胰岛素刺激3T3-L1细胞分化及样品制备
对于您实验的细胞,需要根据细胞本身的情况优化培养基和各项条件,如实际浓度、培养时间及其他实验相关参数。
以下是标准12孔培养板的3T3-L1细胞操作步骤。
试剂和培养基
・Serum-free culture medium
・Krebs Ringer Phosphate HEPES (KRPH) buffer at 37°C
(1.2mM KH2PO4, 1.2mM MgSO4, 1.3mM CaCl2, 118mM NaCl, 5mM KCl, 30mM Hepes, pH7.5)
・BSA (essentially fatty acid free and globulin free grade, use Sigma Ca. No. A0281 or equivalent)
・2-Deoxy-D-glucose (2DG) solution
・ Insulin solution
・ PBS(-)
・Phloretin or Cytochalasin B (or other glucose uptake inhibitor)
细胞样品制备
1) Differentiate 3T3-L1 cells to adipocytes in a 12-well culture plate.
2) Replace culture media with serum-free medium. Return to incubator for 6 hours.
3) Gently wash cells 3 times with 1.5mL of warm KRPH buffer without BSA?.
4) Gently add 3mL of warm KRPH buffer containing 2% BSA.
加入胰岛素
5) For this example, insulin is added to a final concentration of 1μM .
6) Incubate cells for 18 min at 37°C.
加入2DG
7) For this example, 2DG is added to a final concentration of 1mM.
8) Incubate cells at 37 C for 20 minutes.
9) Wash cells gently 3x with cooled PBS containing 200μM Phloretin to inhibit further 2DG uptake.
细胞裂解及样品制备
10) Add 1.5mL of 1x Sample Diluent Buffer.and lyse cells by sonication with a microtip sonicator.
11) Collect cell lysate to tube, and apply heat treatment at 80°C for 15 minutes.
Note: Do not add protease inhibitors to cell lysates.
Note: If an alternate method for cell lysis will be used, do not use NaOH as NaOH degrades 2DG6P.
12) Centrifuge lysates at 15000 x g for 20minutes at 4°C
13) Transfer cell lysate supernatants to a fresh tube. These cell lysate supernatants are your experimental samples.

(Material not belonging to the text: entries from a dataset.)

//! Init command implementation.

use anyhow::{bail, Result};
use std::path::Path;

const DEFAULT_CONFIG: &str = r#"# compose-lint configuration
# Rule reference: docs/rules.md

# Rule set to start from: "recommended" (default) or "all".
# "all" adds the opt-in rules material2 and unstable-collections.
preset = "recommended"

[analyzer]
# Root directory to analyze (default: current directory)
# root = "./app/src"

# Glob patterns to exclude from analysis
exclude = [
    "**/build/**",
    "**/generated/**",
]

# Respect .gitignore files
respect_gitignore = true

# Read compose_* options from .editorconfig next to the root
editorconfig = true

# Rule switches. Each rule can be disabled or have its severity overridden.

# [rules.modifier-missing]
# severity = "warning"

# [rules.viewmodel-forwarding]
# enabled = false

# Rule options, shared by every rule that reads them.
[compose]
# Extra composables that emit content
# contentEmitters = ["MyCard"]

# Visibility checked by modifier-missing: only_public, public_and_internal, all
# checkModifiersForVisibility = "only_public"

# Type names to treat as lambdas and composable lambdas
# treatAsLambda = ["Callback"]
# treatAsComposableLambda = ["Slot"]

# CompositionLocals that may be declared
# allowedCompositionLocals = ["LocalSpacing"]

# Extra ViewModel factory functions
# viewModelFactories = ["rememberViewModel"]
"#;

/// Runs the init command.
pub fn run(force: bool) -> Result<()> {
    let config_path = Path::new("compose-lint.toml");
    write_config(config_path, force)?;

    println!("Created compose-lint.toml");
    println!("\nNext steps:");
    println!("  1. Edit compose-lint.toml to configure rules");
    println!("  2. Run: compose-lint check");

    Ok(())
}

fn write_config(config_path: &Path, force: bool) -> Result<()> {
    if config_path.exists() && !force {
        bail!(
            "Configuration file already exists at {}. Use --force to overwrite.",
            config_path.display()
        );
    }

    std::fs::write(config_path, DEFAULT_CONFIG)?;
    Ok(())
}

Note: Supernatants can be stored at -20°C for later analysis.
检测细胞裂解液中的2 DG
14) Follow the procedure of [Section III-1] “2DG Measurement Protocol” above.
【参考文献】
[1];Yamamoto N, et al ,(2006). A nonradioisotope, enzymatic assay for 2-deoxyglucose uptake in L6 skeletal muscle cells cultured in a 96-well microplate. Anal. Biochem. 351: 139-145.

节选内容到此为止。